* SOURCE RECORDS:
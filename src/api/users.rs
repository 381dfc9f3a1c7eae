//! User endpoints
//!
//! Registration, login, and self-retrieval/update. Register and login
//! issue a signed session token in the response payload.

use axum::{
    Router,
    extract::State,
    http::StatusCode,
    response::Json,
    routing::{get, post},
};

use super::dto::{
    LoginRequest, RegisterRequest, UpdateUserRequest, UserPayload, UserResponse,
};
use crate::AppState;
use crate::auth::{CurrentUser, Session, create_session_token};
use crate::error::AppError;
use crate::service::AccountPatch;

/// Create users router
pub fn users_router() -> Router<AppState> {
    Router::new()
        .route("/users", post(register))
        .route("/users/login", post(login))
        .route("/user", get(current_user).post(update_user))
}

fn issue_token(state: &AppState, account: &crate::data::Account) -> Result<String, AppError> {
    let session = Session::for_account(account, state.config.auth.session_max_age);
    create_session_token(&session, &state.config.auth.session_secret)
}

/// POST /users
///
/// Register a new account. Returns 201 with the user payload and a
/// fresh session token.
async fn register(
    State(state): State<AppState>,
    Json(request): Json<RegisterRequest>,
) -> Result<(StatusCode, Json<UserResponse>), AppError> {
    let user = request.user;
    let account = state
        .accounts
        .register(&user.username, &user.email, &user.password)
        .await?;
    let (account, profile) = state.accounts.current(&account.id).await?;

    let token = issue_token(&state, &account)?;

    Ok((
        StatusCode::CREATED,
        Json(UserResponse {
            user: UserPayload::from_parts(&account, &profile, Some(token)),
        }),
    ))
}

/// POST /users/login
///
/// Authenticate by email and password. Returns the user payload with
/// a fresh session token.
async fn login(
    State(state): State<AppState>,
    Json(request): Json<LoginRequest>,
) -> Result<Json<UserResponse>, AppError> {
    let credentials = request.user;
    let account = state
        .accounts
        .login(&credentials.email, &credentials.password)
        .await?;
    let (account, profile) = state.accounts.current(&account.id).await?;

    let token = issue_token(&state, &account)?;

    Ok(Json(UserResponse {
        user: UserPayload::from_parts(&account, &profile, Some(token)),
    }))
}

/// GET /user
///
/// Return the authenticated user's account and profile. No token is
/// re-issued here.
async fn current_user(
    State(state): State<AppState>,
    CurrentUser(session): CurrentUser,
) -> Result<Json<UserResponse>, AppError> {
    let (account, profile) = state.accounts.current(&session.account_id).await?;

    Ok(Json(UserResponse {
        user: UserPayload::from_parts(&account, &profile, None),
    }))
}

/// POST /user
///
/// Partially update the authenticated user's account and profile.
/// Omitted fields are unchanged.
async fn update_user(
    State(state): State<AppState>,
    CurrentUser(session): CurrentUser,
    Json(request): Json<UpdateUserRequest>,
) -> Result<Json<UserResponse>, AppError> {
    let patch = request.user;
    let (account, profile) = state
        .accounts
        .update(
            &session.account_id,
            AccountPatch {
                username: patch.username,
                email: patch.email,
                first_name: patch.first_name,
                last_name: patch.last_name,
                city: patch.city,
                state: patch.state,
                country: patch.country,
                bio: patch.bio,
                image: patch.image,
                cover: patch.cover,
            },
        )
        .await?;

    Ok(Json(UserResponse {
        user: UserPayload::from_parts(&account, &profile, None),
    }))
}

* WHAT THE TASK ASKS:
The full listing above should be transcribed exactly.

* RESPONSE TO THIS EXERCISE:
filename src/api/users.rs
repository 381dfc9f3a1c7eae
//! User endpoints
//!
//! Registration, login, and self-retrieval/update. Register and login
//! issue a signed session token in the response payload.

use axum::{
    Router,
    extract::State,
    http::StatusCode,
    response::Json,
    routing::{get, post},
};

use super::dto::{
    LoginRequest, RegisterRequest, UpdateUserRequest, UserPayload, UserResponse,
};
use crate::AppState;
use crate::auth::{CurrentUser, Session, create_session_token};
use crate::error::AppError;
use crate::service::AccountPatch;

/// Create users router
pub fn users_router() -> Router<AppState> {
    Router::new()
        .route("/users", post(register))
        .route("/users/login", post(login))
        .route("/user", get(current_user).post(update_user))
}

fn issue_token(state: &AppState, account: &crate::data::Account) -> Result<String, AppError> {
    let session = Session::for_account(account, state.config.auth.session_max_age);
    create_session_token(&session, &state.config.auth.session_secret)
}

/// POST /users
///
/// Register a new account. Returns 201 with the user payload and a
/// fresh session token.
async fn register(
    State(state): State<AppState>,
    Json(request): Json<RegisterRequest>,
) -> Result<(StatusCode, Json<UserResponse>), AppError> {
    let user = request.user;
    let account = state
        .accounts
        .register(&user.username, &user.email, &user.password)
        .await?;
    let (account, profile) = state.accounts.current(&account.id).await?;

    let token = issue_token(&state, &account)?;

    Ok((
        StatusCode::CREATED,
        Json(UserResponse {
            user: UserPayload::from_parts(&account, &profile, Some(token)),
        }),
    ))
}

/// POST /users/login
///
/// Authenticate by email and password. Returns the user payload with
/// a fresh session token.
async fn login(
    State(state): State<AppState>,
    Json(request): Json<LoginRequest>,
) -> Result<Json<UserResponse>, AppError> {
    let credentials = request.user;
    let account = state
        .accounts
        .login(&credentials.email, &credentials.password)
        .await?;
    let (account, profile) = state.accounts.current(&account.id).await?;

    let token = issue_token(&state, &account)?;

    Ok(Json(UserResponse {
        user: UserPayload::from_parts(&account, &profile, Some(token)),
    }))
}

/// GET /user
///
/// Return the authenticated user's account and profile. No token is
/// re-issued here.
async fn current_user(
    State(state): State<AppState>,
    CurrentUser(session): CurrentUser,
) -> Result<Json<UserResponse>, AppError> {
    let (account, profile) = state.accounts.current(&session.account_id).await?;

    Ok(Json(UserResponse {
        user: UserPayload::from_parts(&account, &profile, None),
    }))
}

/// POST /user
///
/// Partially update the authenticated user's account and profile.
/// Omitted fields are unchanged.
async fn update_user(
    State(state): State<AppState>,
    CurrentUser(session): CurrentUser,
    Json(request): Json<UpdateUserRequest>,
) -> Result<Json<UserResponse>, AppError> {
    let patch = request.user;
    let (account, profile) = state
        .accounts
        .update(
            &session.account_id,
            AccountPatch {
                username: patch.username,
                email: patch.email,
                first_name: patch.first_name,
                last_name: patch.last_name,
                city: patch.city,
                state: patch.state,
                country: patch.country,
                bio: patch.bio,
                image: patch.image,
                cover: patch.cover,
            },
        )
        .await?;

    Ok(Json(UserResponse {
        user: UserPayload::from_parts(&account, &profile, None),
    }))
}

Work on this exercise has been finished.